Vallahi de billahi de bildiğiniz gibi değil. Bir alanda ün yapmış, belli bir kariyere ulaşmış, isim yapmış olanları saymazsak diğerlerimiz artık neredeyse ekonomik sıkıntı çekiyor durumdayız. Yani biz de bu düzende düzülüyoruz yeminle. Kıçımızdan ter aka aka yaptığımız 3 saatlik bir ameliyat için taş çatlasa .... lira alıyoruz. Lan daha dün tesisatçı 10 dakika süren bir musluk değiştirme için benden 500 lira aldı. Niye bizim paramız bu kadar batıyor?
Üstelik tesisatçı musluğu kırdığında yenisini getirip koyduğunda sorun yok. Biz CAN ile uğraşıyoruz Can!

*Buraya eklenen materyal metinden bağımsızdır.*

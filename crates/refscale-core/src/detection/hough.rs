use std::f32::consts::PI;

use ndarray::Array2;
use tracing::debug;

use crate::consts::{HOUGH_ACCUM_SIGMA, HOUGH_ALIGN_COS, HOUGH_REFINE_PASSES};
use crate::error::{RefscaleError, Result};
use crate::frame::CircleCandidate;

use super::config::HoughParams;
use super::edges::{canny, EdgeMap};
use super::smooth::gaussian_blur;

/// Detect circles with the gradient Hough transform.
///
/// Pipeline:
/// 1. Canny edges with thresholds `param1 / 2` and `param1`.
/// 2. Every edge pixel votes along its gradient line, in both directions,
///    for radii in `[min_radius, max_radius]`. Votes are split bilinearly
///    between accumulator cells and weighted by gradient strength.
/// 3. The accumulator is Gaussian smoothed and its local maxima with more
///    than `param2` votes become center candidates, strongest first.
/// 4. Each candidate is refined by a least-squares circle fit on the edge
///    pixels that point at it, and kept when more than `param2` of them lie
///    on the fitted circle.
/// 5. Circles closer than `min_dist` to a stronger one are dropped.
pub fn hough_circles(data: &Array2<f32>, params: &HoughParams) -> Result<Vec<CircleCandidate>> {
    params.validate()?;
    let (h, w) = data.dim();
    if h == 0 || w == 0 {
        return Err(RefscaleError::EmptyImage);
    }

    let edges = canny(data, params.param1 / 2.0, params.param1);
    debug!(edge_pixels = edges.points.len(), "Canny edges computed");
    if edges.points.is_empty() {
        return Ok(Vec::new());
    }

    let min_r = params.min_radius as f32;
    let max_r = params.effective_max_radius(w, h) as f32;

    let acc = accumulate(&edges, h, w, params.dp, min_r, max_r);
    let smoothed = gaussian_blur(&acc, HOUGH_ACCUM_SIGMA);
    let peaks = find_centers(&smoothed, params.param2);
    debug!(center_candidates = peaks.len(), "Accumulator peaks found");

    let mut circles: Vec<CircleCandidate> = Vec::new();
    let min_dist_sq = params.min_dist * params.min_dist;
    let too_close = |circles: &[CircleCandidate], x: f32, y: f32| {
        circles.iter().any(|c| {
            let dx = c.x - x;
            let dy = c.y - y;
            dx * dx + dy * dy < min_dist_sq
        })
    };

    for peak in peaks {
        let px = peak.col as f32 * params.dp;
        let py = peak.row as f32 * params.dp;
        if too_close(&circles, px, py) {
            continue;
        }
        let Some(circle) = refine_circle(&edges, px, py, min_r, max_r, params) else {
            continue;
        };
        if too_close(&circles, circle.x, circle.y) {
            continue;
        }
        debug!(
            x = circle.x,
            y = circle.y,
            radius = circle.radius,
            votes = peak.votes,
            "Circle accepted"
        );
        circles.push(circle);
    }

    debug!(circles = circles.len(), "Hough circle detection complete");
    Ok(circles)
}

/// Deposit a weighted vote into four neighboring cells.
fn bilinear_add(acc: &mut Array2<f32>, x: f32, y: f32, weight: f32) {
    let x0 = x.floor() as usize;
    let y0 = y.floor() as usize;
    let fx = x - x0 as f32;
    let fy = y - y0 as f32;
    acc[[y0, x0]] += weight * (1.0 - fx) * (1.0 - fy);
    acc[[y0, x0 + 1]] += weight * fx * (1.0 - fy);
    acc[[y0 + 1, x0]] += weight * (1.0 - fx) * fy;
    acc[[y0 + 1, x0 + 1]] += weight * fx * fy;
}

fn accumulate(
    edges: &EdgeMap,
    h: usize,
    w: usize,
    dp: f32,
    min_r: f32,
    max_r: f32,
) -> Array2<f32> {
    let ah = ((h as f32 - 1.0) / dp).round() as usize + 1;
    let aw = ((w as f32 - 1.0) / dp).round() as usize + 1;
    let mut acc = Array2::<f32>::zeros((ah, aw));
    if ah < 2 || aw < 2 {
        return acc;
    }

    // Radii stepped in accumulator cells so each edge pixel votes once per cell.
    let r_start = (min_r / dp).ceil() as i64;
    let r_end = (max_r / dp).floor() as i64;
    if r_end < r_start {
        return acc;
    }

    let magnitudes: Vec<f32> = edges
        .points
        .iter()
        .map(|&(row, col)| {
            let gx = edges.gradients.dx[[row, col]];
            let gy = edges.gradients.dy[[row, col]];
            (gx * gx + gy * gy).sqrt()
        })
        .collect();
    let mean_mag = magnitudes.iter().sum::<f32>() / magnitudes.len() as f32;
    if mean_mag <= 0.0 {
        return acc;
    }

    let x_limit = (aw - 1) as f32;
    let y_limit = (ah - 1) as f32;

    for (&(row, col), &mag) in edges.points.iter().zip(&magnitudes) {
        if mag <= 0.0 {
            continue;
        }
        let sx = edges.gradients.dx[[row, col]] / mag;
        let sy = edges.gradients.dy[[row, col]] / mag;
        let x0 = col as f32 / dp;
        let y0 = row as f32 / dp;
        // Normalised so an average edge pixel casts one vote per radius.
        let weight = mag / mean_mag;

        for sign in [1.0f32, -1.0] {
            for r in r_start..=r_end {
                let r = r as f32 * sign;
                let x = x0 + r * sx;
                let y = y0 + r * sy;
                if x < 0.0 || y < 0.0 || x >= x_limit || y >= y_limit {
                    break;
                }
                bilinear_add(&mut acc, x, y, weight);
            }
        }
    }

    acc
}

struct Peak {
    row: usize,
    col: usize,
    votes: f32,
}

/// Local maxima of the smoothed accumulator whose vote mass exceeds
/// `threshold`, strongest first.
///
/// A peak must beat every cell within the suppression radius; ties go to
/// the cell that comes first in raster order.
fn find_centers(smoothed: &Array2<f32>, threshold: f32) -> Vec<Peak> {
    let (ah, aw) = smoothed.dim();
    // Smoothed peak height times this is the vote mass under the kernel.
    let mass_scale = 2.0 * PI * HOUGH_ACCUM_SIGMA * HOUGH_ACCUM_SIGMA;
    let nms = (2.0 * HOUGH_ACCUM_SIGMA).ceil() as isize;
    let nms_sq = nms * nms;

    let mut peaks = Vec::new();
    for row in 0..ah {
        for col in 0..aw {
            let v = smoothed[[row, col]];
            let votes = v * mass_scale;
            if votes <= threshold {
                continue;
            }

            let mut is_max = true;
            'window: for dr in -nms..=nms {
                for dc in -nms..=nms {
                    if (dr == 0 && dc == 0) || dr * dr + dc * dc > nms_sq {
                        continue;
                    }
                    let nr = row as isize + dr;
                    let nc = col as isize + dc;
                    if nr < 0 || nc < 0 || nr >= ah as isize || nc >= aw as isize {
                        continue;
                    }
                    let n = smoothed[[nr as usize, nc as usize]];
                    let earlier = (nr as usize, nc as usize) < (row, col);
                    if n > v || (n == v && earlier) {
                        is_max = false;
                        break 'window;
                    }
                }
            }
            if is_max {
                peaks.push(Peak { row, col, votes });
            }
        }
    }

    peaks.sort_by(|a, b| {
        b.votes
            .total_cmp(&a.votes)
            .then((a.row, a.col).cmp(&(b.row, b.col)))
    });
    peaks
}

/// Edge pixel position and its distance from a trial center.
struct Support {
    x: f64,
    y: f64,
    dist: f64,
}

/// Edge pixels at distance `[lo, hi]` from `(cx, cy)` whose gradient points
/// along the line to the center.
fn aligned_support(edges: &EdgeMap, cx: f64, cy: f64, lo: f64, hi: f64) -> Vec<Support> {
    edges
        .points
        .iter()
        .filter_map(|&(row, col)| {
            let gx = edges.gradients.dx[[row, col]] as f64;
            let gy = edges.gradients.dy[[row, col]] as f64;
            let g = gx.hypot(gy);
            let vx = col as f64 - cx;
            let vy = row as f64 - cy;
            let dist = vx.hypot(vy);
            if g <= 0.0 || dist <= 0.0 || dist < lo || dist > hi {
                return None;
            }
            let cos = (gx * vx + gy * vy).abs() / (g * dist);
            (cos >= HOUGH_ALIGN_COS).then_some(Support {
                x: col as f64,
                y: row as f64,
                dist,
            })
        })
        .collect()
}

/// Least-squares (Kasa) circle center through a set of points.
fn fit_center(points: &[Support]) -> Option<(f64, f64)> {
    if points.len() < 3 {
        return None;
    }
    let n = points.len() as f64;
    let mx = points.iter().map(|p| p.x).sum::<f64>() / n;
    let my = points.iter().map(|p| p.y).sum::<f64>() / n;

    let (mut suu, mut suv, mut svv) = (0.0, 0.0, 0.0);
    let (mut suuu, mut svvv, mut suvv, mut svuu) = (0.0, 0.0, 0.0, 0.0);
    for p in points {
        let u = p.x - mx;
        let v = p.y - my;
        suu += u * u;
        suv += u * v;
        svv += v * v;
        suuu += u * u * u;
        svvv += v * v * v;
        suvv += u * v * v;
        svuu += v * u * u;
    }

    let det = suu * svv - suv * suv;
    if det.abs() < 1e-9 {
        return None;
    }
    let e1 = 0.5 * (suuu + suvv);
    let e2 = 0.5 * (svvv + svuu);
    let uc = (e1 * svv - suv * e2) / det;
    let vc = (suu * e2 - suv * e1) / det;
    Some((mx + uc, my + vc))
}

/// Radius with the most edge support, scored per unit radius so larger
/// circles do not win just by having a longer outline.
fn best_radius(dists: &mut [f64], band: f64) -> Option<f64> {
    if dists.is_empty() {
        return None;
    }
    dists.sort_unstable_by(|a, b| a.total_cmp(b));

    let mut best_score = 0.0;
    let mut best_radius = None;
    let mut end = 0;
    let mut sum = 0.0;
    for start in 0..dists.len() {
        while end < dists.len() && dists[end] - dists[start] <= band {
            sum += dists[end];
            end += 1;
        }
        let count = (end - start) as f64;
        let mean = sum / count;
        let score = count / mean.max(1.0);
        if score > best_score {
            best_score = score;
            best_radius = Some(mean);
        }
        sum -= dists[start];
    }
    best_radius
}

/// Turn an accumulator peak into a circle, or `None` if the edges do not
/// support one in the radius range.
fn refine_circle(
    edges: &EdgeMap,
    px: f32,
    py: f32,
    min_r: f32,
    max_r: f32,
    params: &HoughParams,
) -> Option<CircleCandidate> {
    let dp = params.dp as f64;
    let min_r = min_r as f64;
    let max_r = max_r as f64;
    // The peak can sit a few cells off the true center.
    let slack = 4.0 * HOUGH_ACCUM_SIGMA as f64 * dp;
    let band = (2.0 * dp).max(2.0);

    let support = aligned_support(
        edges,
        px as f64,
        py as f64,
        (min_r - slack).max(1.0),
        max_r + slack,
    );
    let (mut cx, mut cy) = fit_center(&support)?;

    let mut radius: Option<f64> = None;
    let mut inliers = 0usize;
    for _ in 0..HOUGH_REFINE_PASSES {
        let support = aligned_support(edges, cx, cy, min_r, max_r);
        let r = match radius {
            Some(r) => r,
            None => {
                let mut dists: Vec<f64> = support.iter().map(|s| s.dist).collect();
                best_radius(&mut dists, band)?
            }
        };
        let on_circle: Vec<Support> = support
            .into_iter()
            .filter(|s| (s.dist - r).abs() <= band)
            .collect();
        (cx, cy) = fit_center(&on_circle)?;
        let mean = on_circle
            .iter()
            .map(|s| (s.x - cx).hypot(s.y - cy))
            .sum::<f64>()
            / on_circle.len() as f64;
        radius = Some(mean);
        inliers = on_circle.len();
    }

    let r = radius?;
    if inliers as f32 <= params.param2 || r < min_r || r > max_r {
        return None;
    }
    Some(CircleCandidate::new(cx as f32, cy as f32, r as f32))
}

Ha çok batıyorsa işte Halep işte arşın. Yiyorsa akranların o kafe, bu parti, şu eğlence coşarken sen sabahlara kadar ders çalışır Üniversite sınavında 2 milyon kişiden
1. 980.000 ( Yazı ile bir milyon dokuz yüz seksen bin ) kişiyi geçersin, 11 yıl okur, ameliyat yaparsın.
Yemiyorsa susarsın.
Ama bana sorarsan değmez. Vallahi tesisatçı ol, berber ol, sıvacı ol, marangoz ol, en az bizim kadar kazanırsın. Üstelik risk almadan.